Wie weit die Verhandlungen inzwischen gediehen sind, darüber rätseln die Karstadt-Beschäftigten seit Wochen. Mal habe es geheißen, die Entscheidung solle „vor Ostern“ fallen. Dann sei die Ansage gekommen, „nach Ostern“ solle ihnen etwas angekündigt werden, sagen Mitarbeiter. „Die Kunden fragen jeden Tag nach“, erzählen Verkäuferinnen. Eine Kündigung hat noch niemand erhalten - zumindest bislang nicht. Betriebsräte hatten zuletzt vermutet, sie könnten „Ende April folgen.“
Damit rechnen viele – falls nicht doch noch ein Wunder geschieht. Denn offenbar hat das Karstadt-Management begonnen, erste Pflöcke einzuschlagen: Wie zu erfahren war, hat Karstadt beim Landschaftsverband Westfalen-Lippe (LWL) beantragt, 15 Beschäftigte mit Schwerbehinderung kündigen zu dürfen.

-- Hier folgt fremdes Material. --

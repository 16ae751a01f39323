//! Access specifiers and member flag sets.

use std::fmt;

use bitflags::bitflags;

/// Access specifier of a member, nested archetype or inheritance edge.
#[derive(Debug, Clone, Copy, PartialEq, Eq, Hash, Default)]
pub enum AccessSpecifier {
    /// Not applicable (namespace-level entities) or "any" when used as a filter.
    #[default]
    Undefined,
    Public,
    Protected,
    Private,
}

impl AccessSpecifier {
    /// Check if `self`, used as a filter, accepts `other`.
    ///
    /// `Undefined` accepts every access specifier.
    pub fn accepts(self, other: AccessSpecifier) -> bool {
        self == AccessSpecifier::Undefined || self == other
    }
}

impl fmt::Display for AccessSpecifier {
    fn fmt(&self, f: &mut fmt::Formatter<'_>) -> fmt::Result {
        match self {
            AccessSpecifier::Undefined => write!(f, "undefined"),
            AccessSpecifier::Public => write!(f, "public"),
            AccessSpecifier::Protected => write!(f, "protected"),
            AccessSpecifier::Private => write!(f, "private"),
        }
    }
}

bitflags! {
    /// Flags describing a field or static field.
    ///
    /// `STATIC` decides which struct registry a field belongs to. `CONST`
    /// makes the field read-only through reflection.
    #[derive(Debug, Clone, Copy, PartialEq, Eq, Hash, Default)]
    pub struct FieldFlags: u16 {
        const PUBLIC = 1 << 0;
        const PROTECTED = 1 << 1;
        const PRIVATE = 1 << 2;
        const STATIC = 1 << 3;
        const MUTABLE = 1 << 4;
        const CONST = 1 << 5;
    }
}

bitflags! {
    /// Flags describing a method or static method.
    ///
    /// ```
    /// use reflex_core::MethodFlags;
    ///
    /// let flags = MethodFlags::PUBLIC | MethodFlags::CONST;
    /// assert!(flags.contains(MethodFlags::PUBLIC));
    /// assert!(!flags.contains(MethodFlags::STATIC));
    /// ```
    #[derive(Debug, Clone, Copy, PartialEq, Eq, Hash, Default)]
    pub struct MethodFlags: u16 {
        const PUBLIC = 1 << 0;
        const PROTECTED = 1 << 1;
        const PRIVATE = 1 << 2;
        const STATIC = 1 << 3;
        const INLINE = 1 << 4;
        const VIRTUAL = 1 << 5;
        const PURE_VIRTUAL = 1 << 6;
        const OVERRIDE = 1 << 7;
        const FINAL = 1 << 8;
        const CONST = 1 << 9;
    }
}

bitflags! {
    /// Flags describing a namespace-level variable.
    #[derive(Debug, Clone, Copy, PartialEq, Eq, Hash, Default)]
    pub struct VarFlags: u8 {
        /// Internal linkage.
        const STATIC = 1 << 0;
        const CONST = 1 << 1;
    }
}

bitflags! {
    /// Flags describing a namespace-level function.
    #[derive(Debug, Clone, Copy, PartialEq, Eq, Hash, Default)]
    pub struct FunctionFlags: u8 {
        /// Internal linkage.
        const STATIC = 1 << 0;
        const INLINE = 1 << 1;
    }
}

impl FieldFlags {
    /// Access specifier encoded in the flags.
    pub fn access(self) -> AccessSpecifier {
        if self.contains(FieldFlags::PUBLIC) {
            AccessSpecifier::Public
        } else if self.contains(FieldFlags::PROTECTED) {
            AccessSpecifier::Protected
        } else if self.contains(FieldFlags::PRIVATE) {
            AccessSpecifier::Private
        } else {
            AccessSpecifier::Undefined
        }
    }
}

impl MethodFlags {
    /// Access specifier encoded in the flags.
    pub fn access(self) -> AccessSpecifier {
        if self.contains(MethodFlags::PUBLIC) {
            AccessSpecifier::Public
        } else if self.contains(MethodFlags::PROTECTED) {
            AccessSpecifier::Protected
        } else if self.contains(MethodFlags::PRIVATE) {
            AccessSpecifier::Private
        } else {
            AccessSpecifier::Undefined
        }
    }
}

„Werden um unsere Jobs kämpfen“
Der Hintergrund dafür: Menschen, die schwerbehindert sind, genießen einen besonderen Kündigungsschutz. Der Arbeitgeber, in diesem Fall Galeria Karstadt Kaufhof, muss seinen Schritt Wochen vorher beim LWL-Inklusionsamt Arbeit beantragen und Einvernehmen herstellen. „Gibt es dabei einen Zusammenhang zwischen der Behinderung und dem Grund der Kündigung, wird geprüft, ob der Kündigungsgrund abgewendet werden kann“, erläutert LWL-Sprecher Markus Fischer. „Eine solche Maßnahme könnte beispielsweise sein, dass der Arbeitsplatz entsprechend verändert wird“, so Fischer.
Nur: Im Falle Karstadt Dortmund zieht das nicht. Karstadt beantragt die Kündigungen nicht, weil die betreffenden Mitarbeiter schwerbehindert sind. Sondern weil das Haus geschlossen werden soll. Da gäbe es dann keinen Arbeitsplatz mehr zu verändern. Ob Anträge bereits genehmigt worden seien, könne er nicht sagen, so Fischer. Aus „Datenschutzgründen“ dürfe der LWL nicht einmal verraten, welches Unternehmen die Kündigungen beantragt habe. Dass es dabei tatsächlich um Galeria Karstadt geht, liegt aber auf der Hand. Die betroffenen Mitarbeiter seien informiert, sagte Fischer.
Unklar ist auch, ob Karstadt mit diesem Schritt lediglich „Vorsorge“ trifft, um für ein Scheitern der Mietverhandlungen gerüstet zu sein. „Selbst wenn der LWL solchen Anträgen zustimmt, muss das nicht zwangsläufig bedeuten, dass es am Ende immer auch tatsächlich zu Kündigungen kommt“, erläutert Fischer das generelle Verfahren. Joffrey Kallweit, Betriebsratsvorsitzender im Karstadthaus am Westenhellweg, hält sich zu dem Vorgang bedeckt. Er wolle sich dazu momentan nicht äußern, sagte Kallweit auf Anfrage. Auch nicht dazu, wie viel Schwerbehinderte insgesamt in dem Warenhaus tätig sind. „Aber wir werden um unsere Jobs kämpfen“, kündigt der Arbeitnehmervertreter an. OB Westphal war für eine Stellungnahme aus Urlaubsgründen nicht zu erreichen.